No. But… maybe a little. Let me explain.

If the conversation surrounding the divorce of Pete and Russ had been all about who was “better,” we would need to drastically change our story as new information became available. But it wasn’t. It was about who was “right,” and that is very different.

The (oversimplified) way I saw the split, Russ wanted an offense built around him throwing the ball more. Pete wanted to run the ball, limit mistakes and have Russ hit the occasional deep ball off play-action. Yes, like a real divorce, it was also about control and accountability and money and plenty of other stuff. But what I found myself focusing on last season was the offensive style that was the crux of the problem.

Russ wanted to cook; Pete wanted him to keep focusing on his strengths. And last season showed that Pete was right and Russ was wrong. This has been covered in great detail and I stand by every single element of it.

Last October – after Kyle Brandt called Russell a “poser” – I wrote:

I do think he is a football poser.

That is to say he doesn’t seem to understand who he is as a quarterback because he is too caught up in trying to be the quarterback he wants to be.

I’ve heard some interesting takes the last few days on Russ. Some people think he is past his prime. Others think he was never good but the Seahawks found a way to make him appear so. Still others think this is just taking some extra time because they haven’t practiced enough in Denver and this will turn like Tom Brady’s offense did after a rough patch at first in Tampa.

Maybe some of those opinions are true, but none represent my view on this.

I believe Russell was a very good quarterback here in Seattle, and he could continue to be a good quarterback in Denver if he wasn’t so caught up in trying to cement a specific legacy.

A few months later, Sean Payton entered the scene as Denver’s coach, and he seems to have gotten Russ to do exactly that. He is in better shape, running more, handing it off more, throwing less, talking less, and winning again.

Coincidence? I think not. We are seeing a return to the style that made him so successful in Seattle.

Need proof? Last season, Russ was 12th in the league in passes attempted (despite missing two plus games) but 27th in quarterback rating. This year, those numbers have practically flipped. Now he is 22nd in the league in passing attempts but fifth in efficiency. That is Russell Wilson football.

I don’t think that was possible without the failure of last season.

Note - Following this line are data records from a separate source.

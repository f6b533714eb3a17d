//! Codec-specific payload inspection for key-frame gating.
//!
//! Offsets are relative to the start of the RTP payload (after the CSRC
//! list and any header extension). Every read is bounds-checked; a short
//! payload is never a key frame.

use crate::rtp::RtpPacket;

/// H.264 STAP-A aggregation unit (carries SPS/PPS ahead of an IDR).
pub const H264_NAL_STAP_A: u8 = 24;

/// H.264 FU-A fragmentation unit.
pub const H264_NAL_FU_A: u8 = 28;

/// Video codec carried by a stream.
#[derive(Debug, Clone, Copy, PartialEq, Eq)]
pub enum VideoCodec {
    H264,
    Vp8,
}

/// NAL unit type of the first payload byte.
pub fn h264_nal_type(p: &RtpPacket) -> Option<u8> {
    // ---
    p.payload().first().map(|b| b & 0x1F)
}

/// H.264 key-frame start as seen by the publisher: a STAP-A unit.
pub fn is_h264_key_frame(p: &RtpPacket) -> bool {
    h264_nal_type(p) == Some(H264_NAL_STAP_A)
}

/// VP8 key frame: the P bit of the VP8 payload header is 0.
///
/// Assumes the 4-byte payload descriptor written by browsers (X, I and M
/// set, 15-bit picture id), so the VP8 header starts at payload byte 4.
pub fn is_vp8_key_frame(p: &RtpPacket) -> bool {
    // ---
    p.payload().get(4).is_some_and(|b| b & 0x01 == 0)
}

/// VP8 picture id from the payload descriptor: 7 bits when the M bit of
/// byte 2 is clear, 15 bits otherwise.
pub fn vp8_picture_id(p: &RtpPacket) -> Option<u16> {
    // ---
    let payload = p.payload();
    let first = *payload.get(2)?;
    if first & 0x80 == 0 {
        return Some(first as u16);
    }
    let second = *payload.get(3)?;
    Some(u16::from_be_bytes([first, second]) & 0x7FFF)
}

impl VideoCodec {
    // ---
    /// Key-frame test used by the publisher jitter buffer.
    pub fn is_key_frame(self, p: &RtpPacket) -> bool {
        // ---
        match self {
            VideoCodec::H264 => is_h264_key_frame(p),
            VideoCodec::Vp8 => is_vp8_key_frame(p),
        }
    }

    /// Key-frame test used by the listener: an H.264 FU-A also opens the
    /// gate since encoders fragment large IDR slices.
    pub fn opens_listener_gate(self, p: &RtpPacket) -> bool {
        // ---
        match self {
            VideoCodec::H264 => matches!(
                h264_nal_type(p),
                Some(H264_NAL_STAP_A) | Some(H264_NAL_FU_A)
            ),
            VideoCodec::Vp8 => is_vp8_key_frame(p),
        }
    }
}

impl std::str::FromStr for VideoCodec {
    type Err = anyhow::Error;

    fn from_str(s: &str) -> anyhow::Result<Self> {
        // ---
        match s.to_ascii_lowercase().as_str() {
            "h264" => Ok(VideoCodec::H264),
            "vp8" => Ok(VideoCodec::Vp8),
            other => anyhow::bail!("unknown video codec {other:?}, expected h264 or vp8"),
        }
    }
}

#[cfg(test)]
mod tests {
    // ---
    use super::*;

    fn with_payload(payload: &[u8]) -> RtpPacket {
        RtpPacket::new(96, 1, 0, 1, false, payload)
    }

    #[test]
    fn test_h264_stap_a_is_key_frame() {
        // ---
        assert!(is_h264_key_frame(&with_payload(&[0x78, 0, 1])));
        assert!(!is_h264_key_frame(&with_payload(&[0x41, 0, 1])));
        assert!(!is_h264_key_frame(&with_payload(&[])));
    }

    #[test]
    fn test_listener_gate_accepts_fu_a() {
        // ---
        let fu_a = with_payload(&[0x7C, 0x85]);
        assert!(!VideoCodec::H264.is_key_frame(&fu_a));
        assert!(VideoCodec::H264.opens_listener_gate(&fu_a));
    }

    #[test]
    fn test_vp8_key_frame_bit() {
        // ---
        // descriptor 0x90 0x80 0x81 0x23, then VP8 header with P=0
        let key = with_payload(&[0x90, 0x80, 0x81, 0x23, 0x10, 0x02]);
        let delta = with_payload(&[0x90, 0x80, 0x81, 0x23, 0x11, 0x02]);
        assert!(is_vp8_key_frame(&key));
        assert!(!is_vp8_key_frame(&delta));
        assert!(!is_vp8_key_frame(&with_payload(&[0x90, 0x80])));
    }

    #[test]
    fn test_vp8_picture_id_widths() {
        // ---
        assert_eq!(
            vp8_picture_id(&with_payload(&[0x90, 0x80, 0x81, 0x23])),
            Some(0x0123)
        );
        assert_eq!(vp8_picture_id(&with_payload(&[0x90, 0x80, 0x45])), Some(0x45));
        assert_eq!(vp8_picture_id(&with_payload(&[0x90, 0x80, 0x81])), None);
    }

    #[test]
    fn test_codec_from_str() {
        // ---
        assert_eq!("VP8".parse::<VideoCodec>().unwrap(), VideoCodec::Vp8);
        assert!("av1".parse::<VideoCodec>().is_err());
    }
}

The public humiliation was bad, but it may have been the thing to shake off the delusions of grandeur and allow him to play his unique style again.

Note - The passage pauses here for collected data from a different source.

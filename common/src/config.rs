//! Session configuration.
//!
//! Built once per process (defaults, then environment overrides) and
//! shared by `Arc` with every pipeline stage. Nothing in the core reads
//! the environment after startup.

use anyhow::{bail, Context, Result};
use std::env;
use std::str::FromStr;
use std::time::Duration;

/// Bitrate bounds for one media kind, in bits/s.
#[derive(Debug, Clone, Copy, PartialEq, Eq)]
pub struct Bitrate {
    // ---
    pub start: u64,
    pub min: u64,
    pub max: u64,

    /// Granularity of controller output
    pub step: u64,
}

impl Bitrate {
    // ---
    /// Rounds `value` down to a multiple of `step`, then clamps it into
    /// the step-aligned `[min, max]` range.
    pub fn align(&self, value: u64) -> u64 {
        // ---
        let step = self.step.max(1);
        let min = self.min.div_ceil(step) * step;
        let max = (self.max / step) * step;
        ((value / step) * step).clamp(min, max.max(min))
    }

    /// Checks that the bounds are usable.
    ///
    /// # Errors
    ///
    /// Fails when `step` is zero, `min > max`, `start` lies outside the
    /// bounds, or no multiple of `step` fits in `[min, max]`.
    pub fn validate(&self, what: &str) -> Result<()> {
        // ---
        if self.step == 0 {
            bail!("{what} bitrate step must be > 0");
        }
        if self.min > self.max {
            bail!("{what} bitrate min {} > max {}", self.min, self.max);
        }
        if self.start < self.min || self.start > self.max {
            bail!(
                "{what} bitrate start {} outside [{}, {}]",
                self.start,
                self.min,
                self.max
            );
        }
        if self.min.div_ceil(self.step) * self.step > self.max {
            bail!(
                "{what} bitrate range [{}, {}] holds no multiple of step {}",
                self.min,
                self.max,
                self.step
            );
        }
        Ok(())
    }
}

#[derive(Debug, Clone, Copy, PartialEq, Eq)]
pub struct Bitrates {
    pub audio: Bitrate,
    pub video: Bitrate,
}

impl Default for Bitrates {
    fn default() -> Self {
        // ---
        Self {
            audio: Bitrate {
                start: 32_000,
                min: 16_000,
                max: 64_000,
                step: 1_000,
            },
            video: Bitrate {
                start: 512_000,
                min: 128_000,
                max: 2_048_000,
                step: 64_000,
            },
        }
    }
}

/// Forwarding mode: decides how large the publisher buffering window is.
#[derive(Debug, Clone, Copy, PartialEq, Eq)]
pub enum Mode {
    /// Plain forwarding, no buffering window
    Sfu,

    /// Transcoding: 100 ms window, then RTT-derived
    Mcu,
}

impl Mode {
    /// Buffering window a publisher jitter buffer starts with.
    pub fn initial_window(self) -> Duration {
        // ---
        match self {
            Mode::Sfu => Duration::ZERO,
            Mode::Mcu => Duration::from_millis(100),
        }
    }
}

impl FromStr for Mode {
    type Err = anyhow::Error;

    fn from_str(s: &str) -> Result<Self> {
        // ---
        match s.to_ascii_lowercase().as_str() {
            "sfu" => Ok(Mode::Sfu),
            "mcu" => Ok(Mode::Mcu),
            other => bail!("unknown mode {other:?}, expected sfu or mcu"),
        }
    }
}

/// REMB smoothing algorithm.
#[derive(Debug, Clone, Copy, PartialEq, Eq)]
pub enum RembAlgorithm {
    /// Follow the latest REMB
    Simple,

    /// Trend-based hysteresis over 1 s averages
    Matrix,
}

impl FromStr for RembAlgorithm {
    type Err = anyhow::Error;

    fn from_str(s: &str) -> Result<Self> {
        // ---
        match s.to_ascii_lowercase().as_str() {
            "simple" => Ok(RembAlgorithm::Simple),
            "matrix" => Ok(RembAlgorithm::Matrix),
            other => bail!("unknown REMB algorithm {other:?}, expected simple or matrix"),
        }
    }
}

/// Configuration shared by every stage of a session.
#[derive(Debug, Clone, PartialEq, Eq)]
pub struct SessionConfig {
    // ---
    pub bitrates: Bitrates,
    pub mode: Mode,

    pub video_clock_rate: u32, // Hz
    pub audio_clock_rate: u32, // Hz

    /// Raw REMB samples kept by the controller
    pub remb_history: usize,
    pub remb_algorithm: RembAlgorithm,

    /// Capacity of pipeline stage queues
    pub channel_capacity: usize,

    /// Capacity of the RTCP info event queue
    pub event_capacity: usize,

    /// Packets kept by the listener for retransmission
    pub listener_cache_size: usize,
}

impl Default for SessionConfig {
    fn default() -> Self {
        // ---
        Self {
            bitrates: Bitrates::default(),
            mode: Mode::Sfu,
            video_clock_rate: 90_000,
            audio_clock_rate: 48_000,
            remb_history: 30,
            remb_algorithm: RembAlgorithm::Simple,
            channel_capacity: 1000,
            event_capacity: 128,
            listener_cache_size: 3000,
        }
    }
}

impl SessionConfig {
    // ---
    /// Defaults overridden by environment variables.
    ///
    /// Reads `BITRATE_{AUDIO,VIDEO}_{START,MIN,MAX,STEP}`, `SFU_MODE` and
    /// `REMB_ALGORITHM`. An absent variable keeps its default.
    ///
    /// # Errors
    ///
    /// Fails on a present but unparsable value, or if the result does not
    /// pass [`SessionConfig::validate`].
    pub fn from_env() -> Result<Self> {
        // ---
        Self::from_lookup(|key| env::var(key).ok())
    }

    /// Same as [`SessionConfig::from_env`] with an injectable lookup.
    pub fn from_lookup<F>(lookup: F) -> Result<Self>
    where
        F: Fn(&str) -> Option<String>,
    {
        // ---
        let mut config = Self::default();

        for (prefix, bitrate) in [
            ("BITRATE_AUDIO", &mut config.bitrates.audio),
            ("BITRATE_VIDEO", &mut config.bitrates.video),
        ] {
            override_from(&lookup, &format!("{prefix}_START"), &mut bitrate.start)?;
            override_from(&lookup, &format!("{prefix}_MIN"), &mut bitrate.min)?;
            override_from(&lookup, &format!("{prefix}_MAX"), &mut bitrate.max)?;
            override_from(&lookup, &format!("{prefix}_STEP"), &mut bitrate.step)?;
        }
        override_from(&lookup, "SFU_MODE", &mut config.mode)?;
        override_from(&lookup, "REMB_ALGORITHM", &mut config.remb_algorithm)?;

        config.validate()?;
        Ok(config)
    }

    /// # Errors
    ///
    /// Fails on unusable bitrate bounds, zero clock rates or zero-sized
    /// queues.
    pub fn validate(&self) -> Result<()> {
        // ---
        self.bitrates.audio.validate("audio")?;
        self.bitrates.video.validate("video")?;
        if self.video_clock_rate == 0 || self.audio_clock_rate == 0 {
            bail!("clock rates must be > 0");
        }
        if self.channel_capacity == 0 || self.event_capacity == 0 {
            bail!("queue capacities must be > 0");
        }
        if self.remb_history == 0 || self.listener_cache_size == 0 {
            bail!("REMB history and listener cache must be > 0");
        }
        Ok(())
    }
}

fn override_from<F, T>(lookup: &F, key: &str, target: &mut T) -> Result<()>
where
    F: Fn(&str) -> Option<String>,
    T: FromStr,
    T::Err: std::fmt::Display,
{
    // ---
    if let Some(raw) = lookup(key) {
        *target = raw
            .trim()
            .parse()
            .map_err(|e| anyhow::anyhow!("{e}"))
            .with_context(|| format!("invalid value {raw:?} for {key}"))?;
    }
    Ok(())
}

#[cfg(test)]
mod tests {
    // ---
    use super::*;
    use std::collections::HashMap;

    fn lookup_from(vars: &[(&str, &str)]) -> impl Fn(&str) -> Option<String> {
        // ---
        let map: HashMap<String, String> = vars
            .iter()
            .map(|(k, v)| (k.to_string(), v.to_string()))
            .collect();
        move |key| map.get(key).cloned()
    }

    #[test]
    fn test_defaults_are_valid() {
        // ---
        let config = SessionConfig::default();
        config.validate().unwrap();
        assert_eq!(config.bitrates.video.start, 512_000);
        assert_eq!(config.mode.initial_window(), Duration::ZERO);
    }

    #[test]
    fn test_env_overrides() {
        // ---
        let config = SessionConfig::from_lookup(lookup_from(&[
            ("BITRATE_VIDEO_MAX", "4096000"),
            ("SFU_MODE", "MCU"),
            ("REMB_ALGORITHM", "matrix"),
        ]))
        .unwrap();

        assert_eq!(config.bitrates.video.max, 4_096_000);
        assert_eq!(config.mode, Mode::Mcu);
        assert_eq!(config.mode.initial_window(), Duration::from_millis(100));
        assert_eq!(config.remb_algorithm, RembAlgorithm::Matrix);
    }

    #[test]
    fn test_unparsable_value_is_an_error() {
        // ---
        let err = SessionConfig::from_lookup(lookup_from(&[("BITRATE_AUDIO_MIN", "lots")]))
            .unwrap_err();
        assert!(format!("{err:#}").contains("BITRATE_AUDIO_MIN"));
    }

    #[test]
    fn test_validate_rejects_inverted_bounds() {
        // ---
        let result = SessionConfig::from_lookup(lookup_from(&[
            ("BITRATE_VIDEO_MIN", "3000000"),
            ("BITRATE_VIDEO_START", "3000000"),
        ]));
        assert!(result.is_err());
    }

    #[test]
    fn test_align_steps_and_clamps() {
        // ---
        let video = Bitrates::default().video;
        assert_eq!(video.align(500_000), 448_000);
        assert_eq!(video.align(0), 128_000);
        assert_eq!(video.align(10_000_000), 2_048_000);

        // bounds that are not step multiples are pulled inside
        let odd = Bitrate {
            start: 150,
            min: 110,
            max: 290,
            step: 100,
        };
        assert_eq!(odd.align(0), 200);
        assert_eq!(odd.align(1000), 200);
    }
}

I understand some of the questions I’ve heard, wondering whether the Seahawks would be better off with Russ. They have been kicked up a notch with the struggles of Geno Smith, who seems to have regressed nearly as much as Russ has returned to form.

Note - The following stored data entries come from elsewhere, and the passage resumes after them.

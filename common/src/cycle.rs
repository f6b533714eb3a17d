//! Sequence/timestamp cycle tracking.
//!
//! Turns the 16-bit sequence number and 32-bit timestamp of incoming
//! packets into 64-bit extended values by counting wraparounds. Detection
//! is windowed: a wrap is only recognised when the new packet is within
//! 1000 sequence numbers (500000 timestamp units) after zero and the
//! reference packet is equally close to the top of the range. Packets
//! reordered further than that are not disambiguated.

use crate::rtp::RtpPacket;
use tracing::debug;

/// Low window for sequence numbers after a wrap.
pub const SEQ_WRAP_LOW: u16 = 1000;

/// High window for sequence numbers before a wrap.
pub const SEQ_WRAP_HIGH: u16 = u16::MAX - 1000;

/// Low window for timestamps after a wrap.
pub const TS_WRAP_LOW: u32 = 500_000;

/// High window for timestamps before a wrap.
pub const TS_WRAP_HIGH: u32 = u32::MAX - 500_000;

/// How a packet that looks older than the last wrap is recognised.
#[derive(Debug, Clone, Copy, PartialEq, Eq)]
pub enum CycleRule {
    /// Reference is the last sorted packet. A packet near the top of the
    /// range while the reference is near zero belongs to the previous cycle.
    Publisher,

    /// Reference is the last stored packet. A packet more than half the
    /// range ahead of the reference (in extended terms) belongs to the
    /// previous cycle.
    Listener,
}

#[derive(Debug, Clone)]
pub struct CycleTracker {
    // ---
    rule: CycleRule,
    seq_cycle: u32,
    ts_cycle: u32,

    /// Extended seq of the reference that caused the last sequence wrap
    seq_wrap_ref: Option<u64>,

    /// Extended timestamp of the reference that caused the last ts wrap
    ts_wrap_ref: Option<u64>,
}

impl CycleTracker {
    // ---
    pub fn new(rule: CycleRule) -> Self {
        // ---
        Self {
            rule,
            seq_cycle: 0,
            ts_cycle: 0,
            seq_wrap_ref: None,
            ts_wrap_ref: None,
        }
    }

    pub fn seq_cycle(&self) -> u32 {
        self.seq_cycle
    }

    pub fn ts_cycle(&self) -> u32 {
        self.ts_cycle
    }

    /// Stamps `p` with the current cycles, then corrects them against
    /// `reference` (last sorted or stored packet).
    ///
    /// A wrap seen twice against the same reference (a duplicate, or two
    /// early packets of the new cycle) advances the cycle only once.
    pub fn stamp(&mut self, p: &mut RtpPacket, reference: Option<&RtpPacket>) {
        // ---
        p.set_seq_cycle(self.seq_cycle);
        p.set_ts_cycle(self.ts_cycle);

        let Some(last) = reference else {
            return;
        };

        self.stamp_seq(p, last);
        self.stamp_ts(p, last);
    }

    fn stamp_seq(&mut self, p: &mut RtpPacket, last: &RtpPacket) {
        // ---
        let (p_seq, l_seq) = (p.sequence(), last.sequence());

        if p_seq <= SEQ_WRAP_LOW && l_seq >= SEQ_WRAP_HIGH && p_seq < l_seq {
            if self.seq_wrap_ref != Some(last.ext_seq()) {
                self.seq_cycle += 1;
                self.seq_wrap_ref = Some(last.ext_seq());
                debug!(
                    "Sequence wrap: seq {} after {}, cycle now {}",
                    p_seq, l_seq, self.seq_cycle
                );
            }
            p.set_seq_cycle(self.seq_cycle);
            return;
        }

        let previous_cycle = match self.rule {
            CycleRule::Publisher => {
                p_seq >= SEQ_WRAP_HIGH && l_seq <= SEQ_WRAP_LOW && p_seq > l_seq
            }
            CycleRule::Listener => p.ext_seq() > last.ext_seq() + 32_768,
        };
        if previous_cycle {
            debug!("Late packet seq {} from before the wrap (last {})", p_seq, l_seq);
            p.set_seq_cycle(self.seq_cycle.saturating_sub(1));
        }
    }

    fn stamp_ts(&mut self, p: &mut RtpPacket, last: &RtpPacket) {
        // ---
        let (p_ts, l_ts) = (p.timestamp(), last.timestamp());

        if p_ts <= TS_WRAP_LOW && l_ts >= TS_WRAP_HIGH && p_ts < l_ts {
            if self.ts_wrap_ref != Some(last.ext_timestamp()) {
                self.ts_cycle += 1;
                self.ts_wrap_ref = Some(last.ext_timestamp());
                debug!(
                    "Timestamp wrap: ts {} after {}, cycle now {}",
                    p_ts, l_ts, self.ts_cycle
                );
            }
            p.set_ts_cycle(self.ts_cycle);
            return;
        }

        let previous_cycle = match self.rule {
            CycleRule::Publisher => p_ts >= TS_WRAP_HIGH && l_ts <= TS_WRAP_LOW && p_ts > l_ts,
            CycleRule::Listener => p.ext_timestamp() > last.ext_timestamp() + (1 << 31),
        };
        if previous_cycle {
            p.set_ts_cycle(self.ts_cycle.saturating_sub(1));
        }
    }
}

That ship has clearly sailed – the animosity between the organization and its former quarterback seem too intense to imagine that kind of resolution. But would I enjoy watching this version of Russ again? Absolutely! This is the player I loved and enjoyed and praised for a decade before he tried to become someone he wasn’t cut out to be.

And that’s why I said at the beginning that maybe we need to recraft the narrative just a little bit. Because Russ didn’t do this on his own. He has had help. In fact, it may be the completely contrary style of Sean Payton that has allowed him to get back on track.

Russ isn’t running the show like he was last year, but he also isn’t being protected in any way. His new coach has held him accountable both publicly and privately in a way he hadn’t experienced in years. And while I think Pete got the most out of Russ for years by putting him in the best positions to take advantage of his talents, this is not where Pete shines. He protects his players at all times and is often rewarded with loyalty (until he’s not – see Sherman, Richard for example).

In all likelihood, Russ needed to go through the depths of last season to be open to change. In other words, he needed to see proof that the way he wanted to play wasn’t actually good for him before he would return to the style that had made him so successful. But it’s worth noting that Pete couldn’t accomplish that before Russ left.

Now let’s get weird. What if the Seahawks had kept Russ and hired Sean Payton to coach him? It’s hard to imagine, and they wouldn’t have gotten the influx of talent the trade brought Seattle through the draft. In fact, the Seahawks would have given up another first-round pick just to acquire the new coach. Would it have worked? I don’t think so. I still think the process led to the results more than the coaching style. I also think the Carroll style has lasting power while Payton is still in the honeymoon phase in Denver. But the question is a fair one.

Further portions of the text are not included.